-------- EXERCISE DATA
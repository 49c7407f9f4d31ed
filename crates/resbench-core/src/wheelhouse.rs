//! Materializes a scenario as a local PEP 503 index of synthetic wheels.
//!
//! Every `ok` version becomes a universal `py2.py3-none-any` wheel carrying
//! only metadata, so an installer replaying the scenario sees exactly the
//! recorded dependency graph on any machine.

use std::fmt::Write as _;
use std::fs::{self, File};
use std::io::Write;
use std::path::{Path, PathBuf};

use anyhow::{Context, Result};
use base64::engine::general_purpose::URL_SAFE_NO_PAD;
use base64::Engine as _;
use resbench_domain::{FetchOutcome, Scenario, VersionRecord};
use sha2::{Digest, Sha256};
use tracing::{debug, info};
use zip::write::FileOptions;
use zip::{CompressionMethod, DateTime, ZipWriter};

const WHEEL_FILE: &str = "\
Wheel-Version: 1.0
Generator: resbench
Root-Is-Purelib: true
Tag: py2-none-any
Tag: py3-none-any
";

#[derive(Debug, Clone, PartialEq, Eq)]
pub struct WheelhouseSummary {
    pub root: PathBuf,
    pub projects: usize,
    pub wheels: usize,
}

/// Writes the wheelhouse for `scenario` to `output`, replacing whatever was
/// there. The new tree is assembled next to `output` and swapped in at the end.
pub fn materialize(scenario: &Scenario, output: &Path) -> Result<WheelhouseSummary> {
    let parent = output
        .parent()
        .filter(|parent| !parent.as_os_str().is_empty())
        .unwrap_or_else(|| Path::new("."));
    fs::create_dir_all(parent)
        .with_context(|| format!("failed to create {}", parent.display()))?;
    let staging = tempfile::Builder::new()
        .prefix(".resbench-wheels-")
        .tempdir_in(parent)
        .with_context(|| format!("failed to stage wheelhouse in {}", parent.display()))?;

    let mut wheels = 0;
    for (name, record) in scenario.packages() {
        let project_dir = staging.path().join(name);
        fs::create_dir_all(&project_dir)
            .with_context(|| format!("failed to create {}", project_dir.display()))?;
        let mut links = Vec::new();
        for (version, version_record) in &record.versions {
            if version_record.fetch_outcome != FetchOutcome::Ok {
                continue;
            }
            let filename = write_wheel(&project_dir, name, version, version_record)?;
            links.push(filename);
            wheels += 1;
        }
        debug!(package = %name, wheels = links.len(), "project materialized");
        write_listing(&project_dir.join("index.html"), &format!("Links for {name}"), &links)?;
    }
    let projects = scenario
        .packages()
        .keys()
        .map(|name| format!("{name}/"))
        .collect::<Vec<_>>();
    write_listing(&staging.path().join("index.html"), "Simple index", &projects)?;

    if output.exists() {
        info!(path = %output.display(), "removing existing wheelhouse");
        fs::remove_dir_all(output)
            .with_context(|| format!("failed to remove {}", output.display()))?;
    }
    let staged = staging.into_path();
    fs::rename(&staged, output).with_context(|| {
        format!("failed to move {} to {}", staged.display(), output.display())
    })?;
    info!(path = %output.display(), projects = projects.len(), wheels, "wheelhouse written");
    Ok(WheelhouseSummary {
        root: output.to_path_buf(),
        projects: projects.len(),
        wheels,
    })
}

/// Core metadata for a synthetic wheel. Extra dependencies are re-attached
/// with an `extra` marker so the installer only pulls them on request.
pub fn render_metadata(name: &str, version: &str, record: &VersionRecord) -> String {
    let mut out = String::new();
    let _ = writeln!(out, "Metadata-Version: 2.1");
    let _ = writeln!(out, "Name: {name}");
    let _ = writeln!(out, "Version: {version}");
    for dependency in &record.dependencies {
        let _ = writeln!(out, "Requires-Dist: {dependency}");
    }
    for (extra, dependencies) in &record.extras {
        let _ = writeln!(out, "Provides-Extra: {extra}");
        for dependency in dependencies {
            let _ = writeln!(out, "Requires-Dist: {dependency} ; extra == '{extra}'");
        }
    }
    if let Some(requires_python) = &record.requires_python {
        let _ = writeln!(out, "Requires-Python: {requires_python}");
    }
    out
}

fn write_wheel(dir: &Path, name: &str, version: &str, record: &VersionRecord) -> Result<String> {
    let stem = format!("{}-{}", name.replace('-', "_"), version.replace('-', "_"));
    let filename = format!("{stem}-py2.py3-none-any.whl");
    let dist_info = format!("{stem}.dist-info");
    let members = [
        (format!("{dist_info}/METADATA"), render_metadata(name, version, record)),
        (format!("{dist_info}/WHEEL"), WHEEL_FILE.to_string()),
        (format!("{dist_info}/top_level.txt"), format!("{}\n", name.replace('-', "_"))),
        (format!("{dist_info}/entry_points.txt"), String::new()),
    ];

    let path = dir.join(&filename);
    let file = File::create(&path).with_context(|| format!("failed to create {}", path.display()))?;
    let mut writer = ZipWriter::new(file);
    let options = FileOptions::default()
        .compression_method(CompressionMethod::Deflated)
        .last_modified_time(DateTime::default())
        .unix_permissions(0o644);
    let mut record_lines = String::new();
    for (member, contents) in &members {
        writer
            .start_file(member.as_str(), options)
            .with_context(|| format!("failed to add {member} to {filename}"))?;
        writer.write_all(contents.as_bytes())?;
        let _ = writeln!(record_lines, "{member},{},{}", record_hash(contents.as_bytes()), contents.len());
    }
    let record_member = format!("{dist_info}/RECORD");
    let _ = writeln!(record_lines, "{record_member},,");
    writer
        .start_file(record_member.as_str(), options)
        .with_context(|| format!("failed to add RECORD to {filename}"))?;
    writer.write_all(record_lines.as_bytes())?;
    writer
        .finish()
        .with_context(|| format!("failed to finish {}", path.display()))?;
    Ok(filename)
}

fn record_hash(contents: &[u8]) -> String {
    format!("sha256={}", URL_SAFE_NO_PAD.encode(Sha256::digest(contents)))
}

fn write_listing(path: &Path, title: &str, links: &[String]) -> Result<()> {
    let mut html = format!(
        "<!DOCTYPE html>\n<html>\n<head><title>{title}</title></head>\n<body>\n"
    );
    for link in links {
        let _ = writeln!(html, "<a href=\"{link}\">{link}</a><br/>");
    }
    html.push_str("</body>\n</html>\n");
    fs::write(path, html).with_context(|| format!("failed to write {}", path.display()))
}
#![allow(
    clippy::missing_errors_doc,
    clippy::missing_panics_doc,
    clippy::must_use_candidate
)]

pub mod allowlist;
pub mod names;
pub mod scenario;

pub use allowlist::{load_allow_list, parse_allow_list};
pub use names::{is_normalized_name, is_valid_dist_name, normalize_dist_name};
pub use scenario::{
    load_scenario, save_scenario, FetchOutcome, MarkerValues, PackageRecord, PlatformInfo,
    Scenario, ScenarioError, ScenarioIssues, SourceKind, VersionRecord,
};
----------------
Transcribe the entire listing above exactly.

repository 49c7407f9f4d31ed
filename crates/resbench-core/src/wheelhouse.rs
//! Materializes a scenario as a local PEP 503 index of synthetic wheels.
//!
//! Every `ok` version becomes a universal `py2.py3-none-any` wheel carrying
//! only metadata, so an installer replaying the scenario sees exactly the
//! recorded dependency graph on any machine.

use std::fmt::Write as _;
use std::fs::{self, File};
use std::io::Write;
use std::path::{Path, PathBuf};

use anyhow::{Context, Result};
use base64::engine::general_purpose::URL_SAFE_NO_PAD;
use base64::Engine as _;
use resbench_domain::{FetchOutcome, Scenario, VersionRecord};
use sha2::{Digest, Sha256};
use tracing::{debug, info};
use zip::write::FileOptions;
use zip::{CompressionMethod, DateTime, ZipWriter};

const WHEEL_FILE: &str = "\
Wheel-Version: 1.0
Generator: resbench
Root-Is-Purelib: true
Tag: py2-none-any
Tag: py3-none-any
";

#[derive(Debug, Clone, PartialEq, Eq)]
pub struct WheelhouseSummary {
    pub root: PathBuf,
    pub projects: usize,
    pub wheels: usize,
}

/// Writes the wheelhouse for `scenario` to `output`, replacing whatever was
/// there. The new tree is assembled next to `output` and swapped in at the end.
pub fn materialize(scenario: &Scenario, output: &Path) -> Result<WheelhouseSummary> {
    let parent = output
        .parent()
        .filter(|parent| !parent.as_os_str().is_empty())
        .unwrap_or_else(|| Path::new("."));
    fs::create_dir_all(parent)
        .with_context(|| format!("failed to create {}", parent.display()))?;
    let staging = tempfile::Builder::new()
        .prefix(".resbench-wheels-")
        .tempdir_in(parent)
        .with_context(|| format!("failed to stage wheelhouse in {}", parent.display()))?;

    let mut wheels = 0;
    for (name, record) in scenario.packages() {
        let project_dir = staging.path().join(name);
        fs::create_dir_all(&project_dir)
            .with_context(|| format!("failed to create {}", project_dir.display()))?;
        let mut links = Vec::new();
        for (version, version_record) in &record.versions {
            if version_record.fetch_outcome != FetchOutcome::Ok {
                continue;
            }
            let filename = write_wheel(&project_dir, name, version, version_record)?;
            links.push(filename);
            wheels += 1;
        }
        debug!(package = %name, wheels = links.len(), "project materialized");
        write_listing(&project_dir.join("index.html"), &format!("Links for {name}"), &links)?;
    }
    let projects = scenario
        .packages()
        .keys()
        .map(|name| format!("{name}/"))
        .collect::<Vec<_>>();
    write_listing(&staging.path().join("index.html"), "Simple index", &projects)?;

    if output.exists() {
        info!(path = %output.display(), "removing existing wheelhouse");
        fs::remove_dir_all(output)
            .with_context(|| format!("failed to remove {}", output.display()))?;
    }
    let staged = staging.into_path();
    fs::rename(&staged, output).with_context(|| {
        format!("failed to move {} to {}", staged.display(), output.display())
    })?;
    info!(path = %output.display(), projects = projects.len(), wheels, "wheelhouse written");
    Ok(WheelhouseSummary {
        root: output.to_path_buf(),
        projects: projects.len(),
        wheels,
    })
}

/// Core metadata for a synthetic wheel. Extra dependencies are re-attached
/// with an `extra` marker so the installer only pulls them on request.
pub fn render_metadata(name: &str, version: &str, record: &VersionRecord) -> String {
    let mut out = String::new();
    let _ = writeln!(out, "Metadata-Version: 2.1");
    let _ = writeln!(out, "Name: {name}");
    let _ = writeln!(out, "Version: {version}");
    for dependency in &record.dependencies {
        let _ = writeln!(out, "Requires-Dist: {dependency}");
    }
    for (extra, dependencies) in &record.extras {
        let _ = writeln!(out, "Provides-Extra: {extra}");
        for dependency in dependencies {
            let _ = writeln!(out, "Requires-Dist: {dependency} ; extra == '{extra}'");
        }
    }
    if let Some(requires_python) = &record.requires_python {
        let _ = writeln!(out, "Requires-Python: {requires_python}");
    }
    out
}

fn write_wheel(dir: &Path, name: &str, version: &str, record: &VersionRecord) -> Result<String> {
    let stem = format!("{}-{}", name.replace('-', "_"), version.replace('-', "_"));
    let filename = format!("{stem}-py2.py3-none-any.whl");
    let dist_info = format!("{stem}.dist-info");
    let members = [
        (format!("{dist_info}/METADATA"), render_metadata(name, version, record)),
        (format!("{dist_info}/WHEEL"), WHEEL_FILE.to_string()),
        (format!("{dist_info}/top_level.txt"), format!("{}\n", name.replace('-', "_"))),
        (format!("{dist_info}/entry_points.txt"), String::new()),
    ];

    let path = dir.join(&filename);
    let file = File::create(&path).with_context(|| format!("failed to create {}", path.display()))?;
    let mut writer = ZipWriter::new(file);
    let options = FileOptions::default()
        .compression_method(CompressionMethod::Deflated)
        .last_modified_time(DateTime::default())
        .unix_permissions(0o644);
    let mut record_lines = String::new();
    for (member, contents) in &members {
        writer
            .start_file(member.as_str(), options)
            .with_context(|| format!("failed to add {member} to {filename}"))?;
        writer.write_all(contents.as_bytes())?;
        let _ = writeln!(record_lines, "{member},{},{}", record_hash(contents.as_bytes()), contents.len());
    }
    let record_member = format!("{dist_info}/RECORD");
    let _ = writeln!(record_lines, "{record_member},,");
    writer
        .start_file(record_member.as_str(), options)
        .with_context(|| format!("failed to add RECORD to {filename}"))?;
    writer.write_all(record_lines.as_bytes())?;
    writer
        .finish()
        .with_context(|| format!("failed to finish {}", path.display()))?;
    Ok(filename)
}

fn record_hash(contents: &[u8]) -> String {
    format!("sha256={}", URL_SAFE_NO_PAD.encode(Sha256::digest(contents)))
}

fn write_listing(path: &Path, title: &str, links: &[String]) -> Result<()> {
    let mut html = format!(
        "<!DOCTYPE html>\n<html>\n<head><title>{title}</title></head>\n<body>\n"
    );
    for link in links {
        let _ = writeln!(html, "<a href=\"{link}\">{link}</a><br/>");
    }
    html.push_str("</body>\n</html>\n");
    fs::write(path, html).with_context(|| format!("failed to write {}", path.display()))
}
#![allow(
    clippy::missing_errors_doc,
    clippy::missing_panics_doc,
    clippy::must_use_candidate
)]

pub mod allowlist;
pub mod names;
pub mod scenario;

pub use allowlist::{load_allow_list, parse_allow_list};
pub use names::{is_normalized_name, is_valid_dist_name, normalize_dist_name};
pub use scenario::{
    load_scenario, save_scenario, FetchOutcome, MarkerValues, PackageRecord, PlatformInfo,
    Scenario, ScenarioError, ScenarioIssues, SourceKind, VersionRecord,
};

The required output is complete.